Detention conditions in the Paraguayan prison system are documented as seriously incompatible with human rights by numerous independent sources (US State Department Human Rights Report, Freedom House, InSight Crime, reports of the National Mechanism for the Prevention of Torture). At the forefront stands the largest and most notorious facility, the Tacumbú prison in Asunción, which for a long time held a multiple of its capacity. Nationwide, a structural failing is established by occupancy rates well above the intended level and a share of around two-thirds of pre-trial detainees; reports describe sleeping places on the floor, deficient hygiene and medical care, violence among detainees, and the control of detention areas by criminal groups.

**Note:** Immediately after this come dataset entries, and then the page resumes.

//! nosqlite CLI - read and edit key-value stores from the shell

use clap::{Parser, Subcommand};
use nosqlite::ValueKind;
use std::path::PathBuf;
use std::process::ExitCode;
use tracing_subscriber::{fmt, prelude::*, EnvFilter};

mod commands;

#[derive(Parser)]
#[command(name = "nosqlite")]
#[command(version)]
#[command(about = "Named key-value stores backed by SQLite tables")]
#[command(long_about = r#"
nosqlite keeps string values under string keys, one SQLite table per store.

Example usage:
  nosqlite set greeting hello
  nosqlite --store counters incr visits --by 5
  nosqlite set launched "June 12, 2012" --type date
  nosqlite get launched --type date
  nosqlite list
"#)]
struct Cli {
    /// Enable verbose logging
    #[arg(short, long, global = true)]
    verbose: bool,

    /// Print machine-readable JSON instead of human output
    #[arg(long, global = true)]
    json: bool,

    /// Path to the database file (default: config, then nosqlite.db)
    #[arg(short, long, global = true)]
    database: Option<PathBuf>,

    /// Store (table) name (default: config, then "default")
    #[arg(short, long, global = true)]
    store: Option<String>,

    /// Path to the config file
    #[arg(long, global = true)]
    config: Option<PathBuf>,

    #[command(subcommand)]
    command: Commands,
}

#[derive(Subcommand)]
enum Commands {
    /// Print the value stored under a key
    Get {
        key: String,

        /// Interpret the stored text as this kind (text, int, float, bool, date)
        #[arg(short = 't', long = "type", default_value = "text", value_parser = parse_kind)]
        kind: ValueKind,
    },

    /// Store a value under a key
    Set {
        key: String,

        value: String,

        /// Parse the value as this kind before storing it
        #[arg(short = 't', long = "type", default_value = "text", value_parser = parse_kind)]
        kind: ValueKind,

        /// Parse the value as a JSON scalar (arrays and objects are rejected)
        #[arg(long, conflicts_with = "kind")]
        json_value: bool,
    },

    /// Add to the integer stored under a key
    Incr {
        key: String,

        /// Amount to add
        #[arg(long, default_value = "1", allow_negative_numbers = true)]
        by: i64,
    },

    /// Delete a key
    Delete { key: String },

    /// Delete every key in the store
    Clear,

    /// List every key and value in the store
    List,

    /// Count the keys in the store
    Count,

    /// List the stores in the database
    Stores,

    /// Write a nosqlite.toml with the current database and store
    Init {
        /// Overwrite an existing config file
        #[arg(long)]
        force: bool,
    },

    /// Show version information
    Version,
}

fn parse_kind(s: &str) -> Result<ValueKind, String> {
    s.parse::<ValueKind>().map_err(|e| e.to_string())
}

#[derive(Debug, Clone, Copy, PartialEq, Eq)]
pub enum OutputMode {
    Human,
    Json,
}

impl OutputMode {
    pub fn is_human(self) -> bool {
        self == OutputMode::Human
    }
}

/// Print the JSON success envelope
pub fn emit_success(
    output_mode: OutputMode,
    command: &str,
    data: serde_json::Value,
) -> anyhow::Result<()> {
    if output_mode.is_human() {
        return Ok(());
    }
    let envelope = serde_json::json!({
        "ok": true,
        "command": command,
        "data": data,
    });
    println!("{}", serde_json::to_string_pretty(&envelope)?);
    Ok(())
}

fn emit_error(output_mode: OutputMode, err: &anyhow::Error) {
    if output_mode.is_human() {
        nosqlite::ui::error(&format!("{:#}", err));
    } else {
        let envelope = serde_json::json!({
            "ok": false,
            "error": format!("{:#}", err),
        });
        println!("{}", envelope);
    }
}

fn init_logging(verbose: bool) {
    let filter = if verbose {
        EnvFilter::new("debug")
    } else {
        EnvFilter::try_from_default_env().unwrap_or_else(|_| EnvFilter::new("warn"))
    };

    tracing_subscriber::registry()
        .with(fmt::layer().with_writer(std::io::stderr))
        .with(filter)
        .init();
}

fn main() -> ExitCode {
    let cli = Cli::parse();
    init_logging(cli.verbose);

    let output_mode = if cli.json {
        OutputMode::Json
    } else {
        OutputMode::Human
    };

    match run(cli, output_mode) {
        Ok(()) => ExitCode::SUCCESS,
        Err(err) => {
            tracing::debug!(error = ?err, "command failed");
            emit_error(output_mode, &err);
            ExitCode::FAILURE
        }
    }
}

fn run(cli: Cli, output_mode: OutputMode) -> anyhow::Result<()> {
    let config_path = cli
        .config
        .clone()
        .unwrap_or_else(nosqlite::config::default_config_path);
    let config = nosqlite::config::load_config(Some(config_path.as_path()))?.unwrap_or_default();

    let ctx = commands::Context {
        database: config.database_path(cli.database.as_deref()),
        store: config.store_name(cli.store.as_deref()),
        options: config.database_options(),
        output_mode,
    };

    match cli.command {
        Commands::Get { key, kind } => commands::run_get(&ctx, &key, kind),
        Commands::Set {
            key,
            value,
            kind,
            json_value,
        } => commands::run_set(&ctx, &key, &value, kind, json_value),
        Commands::Incr { key, by } => commands::run_incr(&ctx, &key, by),
        Commands::Delete { key } => commands::run_delete(&ctx, &key),
        Commands::Clear => commands::run_clear(&ctx),
        Commands::List => commands::run_list(&ctx),
        Commands::Count => commands::run_count(&ctx),
        Commands::Stores => commands::run_stores(&ctx),
        Commands::Init { force } => commands::run_init(&ctx, &config_path, force),
        Commands::Version => commands::run_version(output_mode),
    }
}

The dangerousness of these conditions has escalated repeatedly: in December 2023, eleven prisoners and one police officer were killed during a state operation to retake Tacumbú; during prison riots hostages were taken and inmates killed, and in individual cases prisoners were beheaded. In May 2026, as part of "Operation Umbral 3.0," the government transferred more than 450 inmates from Tacumbú to the Martín Mendoza facility in Emboscada and formally downgraded Tacumbú to a "Detention Center" — a restructuring that nevertheless does not eliminate the structural overcrowding and violence finding.

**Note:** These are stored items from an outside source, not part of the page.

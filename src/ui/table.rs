use tabled::{settings::Style, Table, Tabled};

#[derive(Tabled)]
pub struct TableRow {
    #[tabled(rename = "Key")]
    pub key: String,
    #[tabled(rename = "Value")]
    pub value: String,
}

pub struct TableBuilder {
    rows: Vec<TableRow>,
}

impl Default for TableBuilder {
    fn default() -> Self {
        Self::new()
    }
}

impl TableBuilder {
    pub fn new() -> Self {
        Self { rows: Vec::new() }
    }

    pub fn add_row(&mut self, key: &str, value: Option<&str>) {
        self.rows.push(TableRow {
            key: key.to_string(),
            value: value.unwrap_or("NULL").to_string(),
        });
    }

    pub fn build(&self) -> String {
        if self.rows.is_empty() {
            return String::new();
        }

        Table::new(&self.rows).with(Style::rounded()).to_string()
    }
}

pub fn entries_table(entries: &[(String, Option<String>)]) -> String {
    let mut builder = TableBuilder::new();
    for (key, value) in entries {
        builder.add_row(key, value.as_deref());
    }
    builder.build()
}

It follows from German case law that, on extradition to Paraguay, the review standard developed for Article 3 ECHR / Article 4 of the EU Charter (Aranyosi/Căldăraru, ECJ C-404/15 and C-659/15 PPU — to be applied as the standard even outside the European Arrest Warrant) regularly weighs decisively against admissibility. A mere diplomatic assurance ("humane accommodation") does not suffice; what is required is a concrete, facility-specific and verifiable assurance naming the facility, with monitoring by the German Embassy in Asunción. In view of the documented situation and the simultaneous control of individual detention areas by criminal groups, a reliable, monitorable assurance is in practice difficult to obtain. The fact that the bilateral treaty of 1909 — unlike modern extradition treaties — contains no express human-rights and assurance clauses does not relieve the Higher Regional Court of its independent review by the standard of Article 3 ECHR; the Convention and the Basic Law take precedence over the treaty-based duty to extradite.

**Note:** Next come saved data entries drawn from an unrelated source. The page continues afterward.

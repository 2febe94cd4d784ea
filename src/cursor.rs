//! Sequential full-table cursor
//!
//! A cursor walks a store's table in `rowid` order, one row per step:
//!
//! ```text
//! Unstarted --rewind--> Iterating --next--> ... --next--> Exhausted
//!     \______________________rewind (empty table)_______/
//! ```
//!
//! It is keyed on the last `rowid` seen rather than on a live statement, so
//! it borrows nothing between calls. It never touches a store's cache.

use rusqlite::{Connection, OptionalExtension, Params};
use crate::storage::schema::StoreStatements;
use crate::Result;

/// Position of a cursor in its scan
#[derive(Debug, Clone, Copy, PartialEq, Eq)]
pub enum CursorState {
    Unstarted,
    Iterating,
    Exhausted,
}

/// Row under the cursor
#[derive(Debug, Clone, PartialEq, Eq)]
struct CursorRow {
    rowid: i64,
    key: String,
    value: Option<String>,
}

#[derive(Debug)]
pub struct Cursor {
    state: CursorState,
    row: Option<CursorRow>,
}

impl Default for Cursor {
    fn default() -> Self {
        Self::new()
    }
}

impl Cursor {
    pub fn new() -> Self {
        Self {
            state: CursorState::Unstarted,
            row: None,
        }
    }

    pub fn state(&self) -> CursorState {
        self.state
    }

    /// Restart the scan at the lowest rowid, whatever its sign
    pub fn rewind(&mut self, conn: &Connection, statements: &StoreStatements) -> Result<()> {
        self.fetch(conn, &statements.cursor_first, [])
    }

    /// Step to the following row
    pub fn next(&mut self, conn: &Connection, statements: &StoreStatements) -> Result<()> {
        match (self.state, self.row.as_ref().map(|r| r.rowid)) {
            (CursorState::Unstarted, _) | (CursorState::Iterating, None) => {
                self.rewind(conn, statements)
            }
            (CursorState::Iterating, Some(after)) => {
                self.fetch(conn, &statements.cursor_next, [after])
            }
            (CursorState::Exhausted, _) => Ok(()),
        }
    }

    pub fn valid(&self) -> bool {
        self.state == CursorState::Iterating
    }

    pub fn key(&self) -> Option<&str> {
        self.row.as_ref().map(|r| r.key.as_str())
    }

    pub fn current(&self) -> Option<&str> {
        self.row.as_ref().and_then(|r| r.value.as_deref())
    }

    fn fetch(&mut self, conn: &Connection, sql: &str, params: impl Params) -> Result<()> {
        let row = conn
            .query_row(sql, params, |row| {
                Ok(CursorRow {
                    rowid: row.get(0)?,
                    key: row.get(1)?,
                    value: row.get(2)?,
                })
            })
            .optional()?;

        self.state = if row.is_some() {
            CursorState::Iterating
        } else {
            CursorState::Exhausted
        };
        self.row = row;
        Ok(())
    }
}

Consular assistance is provided through the German Embassy in Asunción on the basis of the Vienna Convention on Consular Relations of 24 April 1963 (VCCR). In the case of German-Paraguayan dual nationals, particular attention must be paid to effective consular access; the right to notification and visits under Article 36 VCCR must be consistently enforced in both the extradition proceedings and the subsequent enforcement proceedings.

Lines of defense

The defense in Paraguay extradition proceedings is regularly promising where it is structured by a lawyer at an early stage. Review grid:

  • Section 73 sentence 1 IRG in conjunction with Article 3 ECHR (detention conditions): Regularly the decisive argument. Systematically introduce into the admissibility proceedings the reports of the US State Department, Freedom House and the anti-torture mechanism on Tacumbú and on nationwide overcrowding; a concrete, facility-specific assurance with monitoring by the German Embassy in Asunción as the minimum requirement — and a bar where it cannot be monitored.
  • Article 16(2) of the Basic Law in conjunction with Section 80 IRG (extradition of Germans): Excluded where there is German nationality — of particular practical significance in view of the large German-descent and dual-national community in Paraguay. It continues to bar extradition even for German-Paraguayan dual nationals.
  • Section 73 sentence 1 IRG in conjunction with Article 6 ECHR (fair trial / judicial corruption): Where there is documented susceptibility to corruption and political influence over the judiciary, challenge the procedural fairness, the presumption of innocence and the body of evidence underlying the request.
  • Section 3 IRG (dual criminality): Careful mirror-image review of the Paraguayan allegations; a maximum penalty of more than one year, or at least four months of sentence remaining for enforcement requests, is required.
  • Reasonable suspicion and the body of evidence: For requests arising from the organized-crime environment of the tri-border area, review the sustainability of the grounds for suspicion — in particular where the incriminating evidence rests on statements from an environment that is corruption-prone or pervaded by criminal groups.
  • Section 6 IRG (political offense / threatened persecution): To be examined in politically or economically connoted proceedings; it also covers an ostensibly "criminal" request behind which lies an ulterior purpose.
  • Rule of specialty: Secure the binding of the extradition to the offenses granted; ensure a concrete enumeration in the granting decision, with supplementary requests only upon renewed consent (Section 11 IRG or the treaty-based specialty rule).
  • Section 9 IRG (double jeopardy / ne bis in idem): Where there are parallel investigations in Germany or third countries, review the blocking effect.
  • Interpol/CCF: Challenge a politically or economically motivated Red Notice or diffusion under Article 3 of the Interpol Constitution; file an early CCF deletion application and a protective brief with the BKA and the Federal Office of Justice.
  • Constitutional complaint with an urgent application (Section 32 BVerfGG): The standard remedy after the OLG has declared the extradition admissible, where there are violations of fundamental rights (Article 1(1), Article 2(2), Article 25 of the Basic Law in conjunction with Article 3 ECHR); prospects are not slight where the detention-conditions challenge has been carefully prepared.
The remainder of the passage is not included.